TASK OBJECTIVE: Write out every single entry exactly.

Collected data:
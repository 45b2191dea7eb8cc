use thiserror::Error;

/// Errors that can occur during repository operations.
#[derive(Debug, Error, Clone, PartialEq, Eq)]
pub enum RepositoryError {
    #[error("{entity_type} not found: {id}")]
    NotFound {
        entity_type: &'static str,
        id: String,
    },
    #[error("{entity_type} already exists: {id}")]
    AlreadyExists {
        entity_type: &'static str,
        id: String,
    },
    #[error("{entity_type} is still referenced: {id}")]
    Referenced {
        entity_type: &'static str,
        id: String,
    },
    #[error("Connection failed: {0}")]
    ConnectionFailed(String),
    #[error("Query failed: {0}")]
    QueryFailed(String),
    #[error("Serialization error: {0}")]
    Serialization(String),
    #[error("Invalid data: {0}")]
    InvalidData(String),
}

/// Result type for repository operations.
pub type Result<T> = std::result::Result<T, RepositoryError>;

#[cfg(test)]
mod tests {
    use super::*;

    #[test]
    fn test_repository_error_not_found_display() {
        let error = RepositoryError::NotFound {
            entity_type: "AttendanceRecord",
            id: "abc-123".to_string(),
        };
        assert_eq!(error.to_string(), "AttendanceRecord not found: abc-123");
    }

    #[test]
    fn test_repository_error_already_exists_display() {
        let error = RepositoryError::AlreadyExists {
            entity_type: "User",
            id: "jdoe".to_string(),
        };
        assert_eq!(error.to_string(), "User already exists: jdoe");
    }

    #[test]
    fn test_repository_error_referenced_display() {
        let error = RepositoryError::Referenced {
            entity_type: "User",
            id: "u-1".to_string(),
        };
        assert_eq!(error.to_string(), "User is still referenced: u-1");
    }

    #[test]
    fn test_repository_error_invalid_data_display() {
        let error = RepositoryError::InvalidData("unknown status LATEISH".to_string());
        assert_eq!(error.to_string(), "Invalid data: unknown status LATEISH");
    }
}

COMPLETED EXERCISE:
repository 45b2191dea7eb8cc
use thiserror::Error;

/// Errors that can occur during repository operations.
#[derive(Debug, Error, Clone, PartialEq, Eq)]
pub enum RepositoryError {
    #[error("{entity_type} not found: {id}")]
    NotFound {
        entity_type: &'static str,
        id: String,
    },
    #[error("{entity_type} already exists: {id}")]
    AlreadyExists {
        entity_type: &'static str,
        id: String,
    },
    #[error("{entity_type} is still referenced: {id}")]
    Referenced {
        entity_type: &'static str,
        id: String,
    },
    #[error("Connection failed: {0}")]
    ConnectionFailed(String),
    #[error("Query failed: {0}")]
    QueryFailed(String),
    #[error("Serialization error: {0}")]
    Serialization(String),
    #[error("Invalid data: {0}")]
    InvalidData(String),
}

/// Result type for repository operations.
pub type Result<T> = std::result::Result<T, RepositoryError>;

#[cfg(test)]
mod tests {
    use super::*;

    #[test]
    fn test_repository_error_not_found_display() {
        let error = RepositoryError::NotFound {
            entity_type: "AttendanceRecord",
            id: "abc-123".to_string(),
        };
        assert_eq!(error.to_string(), "AttendanceRecord not found: abc-123");
    }

    #[test]
    fn test_repository_error_already_exists_display() {
        let error = RepositoryError::AlreadyExists {
            entity_type: "User",
            id: "jdoe".to_string(),
        };
        assert_eq!(error.to_string(), "User already exists: jdoe");
    }

    #[test]
    fn test_repository_error_referenced_display() {
        let error = RepositoryError::Referenced {
            entity_type: "User",
            id: "u-1".to_string(),
        };
        assert_eq!(error.to_string(), "User is still referenced: u-1");
    }

    #[test]
    fn test_repository_error_invalid_data_display() {
        let error = RepositoryError::InvalidData("unknown status LATEISH".to_string());
        assert_eq!(error.to_string(), "Invalid data: unknown status LATEISH");
    }
}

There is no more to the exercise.